Task goal: All of the entries below must be copied out exactly.

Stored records
// tests/cli_binary.rs
//
// End-to-end checks against the compiled `procrunner` binary.

use std::process::{Command, Output};

fn procrunner(args: &[&str]) -> Output {
    Command::new(env!("CARGO_BIN_EXE_procrunner"))
        .args(args)
        .env_remove("PROCRUNNER_CONFIG")
        .env_remove("PROCRUNNER_LOG")
        .output()
        .expect("failed to run procrunner binary")
}

fn stdout(out: &Output) -> String {
    String::from_utf8_lossy(&out.stdout).into_owned()
}

fn stderr(out: &Output) -> String {
    String::from_utf8_lossy(&out.stderr).into_owned()
}

#[test]
fn no_arguments_prints_usage_and_succeeds() {
    let out = procrunner(&[]);
    assert!(out.status.success());
    assert!(stdout(&out).contains("Usage: procrunner"));
}

#[test]
fn too_many_arguments_prints_usage_and_succeeds() {
    let out = procrunner(&["sleep 1", "1", "2"]);
    assert!(out.status.success());
    assert!(stdout(&out).contains("Usage: procrunner"));
}

#[test]
fn malformed_pid_fails_before_anything_runs() {
    let out = procrunner(&["sleep 1", "12abc"]);
    assert!(!out.status.success());
    assert!(stderr(&out).contains("invalid process id: 12abc"));
    assert!(!stdout(&out).contains("starting process"));
}

#[test]
fn negative_pid_is_reported_as_invalid() {
    let out = procrunner(&["sleep 1", "-5"]);
    assert!(!out.status.success());
    assert!(stderr(&out).contains("invalid process id: -5"));
}

#[test]
fn spawn_failure_exits_with_failure() {
    let out = procrunner(&["/definitely/not/a/real/program-xyz --flag"]);
    assert!(!out.status.success());
    let err = stderr(&out);
    assert!(err.contains("failed to start process"), "stderr: {err}");
    assert!(err.contains("Error "), "stderr: {err}");
}

#[cfg(target_os = "linux")]
#[test]
fn attach_to_missing_pid_exits_with_failure() {
    let pid = i32::MAX.to_string();
    let out = procrunner(&["sleep 1", &pid]);
    assert!(!out.status.success());
    let err = stderr(&out);
    assert!(err.contains("could not attach to process with id"), "stderr: {err}");
    assert!(!stdout(&out).contains("starting process"));
}

#[cfg(unix)]
#[test]
fn interrupt_shuts_down_cleanly() {
    use std::time::{Duration, Instant};

    use nix::sys::signal::{Signal, kill};
    use nix::unistd::Pid;

    let mut child = Command::new(env!("CARGO_BIN_EXE_procrunner"))
        .arg("sleep 2")
        .env_remove("PROCRUNNER_CONFIG")
        .env_remove("PROCRUNNER_LOG")
        .stdout(std::process::Stdio::piped())
        .stderr(std::process::Stdio::piped())
        .spawn()
        .expect("failed to start procrunner");

    std::thread::sleep(Duration::from_millis(500));
    kill(Pid::from_raw(child.id() as i32), Signal::SIGINT).expect("send SIGINT");

    let deadline = Instant::now() + Duration::from_secs(10);
    while child.try_wait().expect("try_wait").is_none() {
        assert!(Instant::now() < deadline, "procrunner did not exit after SIGINT");
        std::thread::sleep(Duration::from_millis(50));
    }

    let out = child.wait_with_output().expect("collect output");
    assert!(out.status.success(), "stderr: {}", stderr(&out));
    let text = stdout(&out);
    assert!(text.contains("starting process"), "stdout: {text}");
    assert!(text.contains("exiting"), "stdout: {text}");
    assert!(!text.contains("process terminated"), "stdout: {text}");
}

Answer space:
// tests/cli_binary.rs
//
// End-to-end checks against the compiled `procrunner` binary.

use std::process::{Command, Output};

fn procrunner(args: &[&str]) -> Output {
    Command::new(env!("CARGO_BIN_EXE_procrunner"))
        .args(args)
        .env_remove("PROCRUNNER_CONFIG")
        .env_remove("PROCRUNNER_LOG")
        .output()
        .expect("failed to run procrunner binary")
}

fn stdout(out: &Output) -> String {
    String::from_utf8_lossy(&out.stdout).into_owned()
}

fn stderr(out: &Output) -> String {
    String::from_utf8_lossy(&out.stderr).into_owned()
}

#[test]
fn no_arguments_prints_usage_and_succeeds() {
    let out = procrunner(&[]);
    assert!(out.status.success());
    assert!(stdout(&out).contains("Usage: procrunner"));
}

#[test]
fn too_many_arguments_prints_usage_and_succeeds() {
    let out = procrunner(&["sleep 1", "1", "2"]);
    assert!(out.status.success());
    assert!(stdout(&out).contains("Usage: procrunner"));
}

#[test]
fn malformed_pid_fails_before_anything_runs() {
    let out = procrunner(&["sleep 1", "12abc"]);
    assert!(!out.status.success());
    assert!(stderr(&out).contains("invalid process id: 12abc"));
    assert!(!stdout(&out).contains("starting process"));
}

#[test]
fn negative_pid_is_reported_as_invalid() {
    let out = procrunner(&["sleep 1", "-5"]);
    assert!(!out.status.success());
    assert!(stderr(&out).contains("invalid process id: -5"));
}

#[test]
fn spawn_failure_exits_with_failure() {
    let out = procrunner(&["/definitely/not/a/real/program-xyz --flag"]);
    assert!(!out.status.success());
    let err = stderr(&out);
    assert!(err.contains("failed to start process"), "stderr: {err}");
    assert!(err.contains("Error "), "stderr: {err}");
}

#[cfg(target_os = "linux")]
#[test]
fn attach_to_missing_pid_exits_with_failure() {
    let pid = i32::MAX.to_string();
    let out = procrunner(&["sleep 1", &pid]);
    assert!(!out.status.success());
    let err = stderr(&out);
    assert!(err.contains("could not attach to process with id"), "stderr: {err}");
    assert!(!stdout(&out).contains("starting process"));
}

#[cfg(unix)]
#[test]
fn interrupt_shuts_down_cleanly() {
    use std::time::{Duration, Instant};

    use nix::sys::signal::{Signal, kill};
    use nix::unistd::Pid;

    let mut child = Command::new(env!("CARGO_BIN_EXE_procrunner"))
        .arg("sleep 2")
        .env_remove("PROCRUNNER_CONFIG")
        .env_remove("PROCRUNNER_LOG")
        .stdout(std::process::Stdio::piped())
        .stderr(std::process::Stdio::piped())
        .spawn()
        .expect("failed to start procrunner");

    std::thread::sleep(Duration::from_millis(500));
    kill(Pid::from_raw(child.id() as i32), Signal::SIGINT).expect("send SIGINT");

    let deadline = Instant::now() + Duration::from_secs(10);
    while child.try_wait().expect("try_wait").is_none() {
        assert!(Instant::now() < deadline, "procrunner did not exit after SIGINT");
        std::thread::sleep(Duration::from_millis(50));
    }

    let out = child.wait_with_output().expect("collect output");
    assert!(out.status.success(), "stderr: {}", stderr(&out));
    let text = stdout(&out);
    assert!(text.contains("starting process"), "stdout: {text}");
    assert!(text.contains("exiting"), "stdout: {text}");
    assert!(!text.contains("process terminated"), "stdout: {text}");
}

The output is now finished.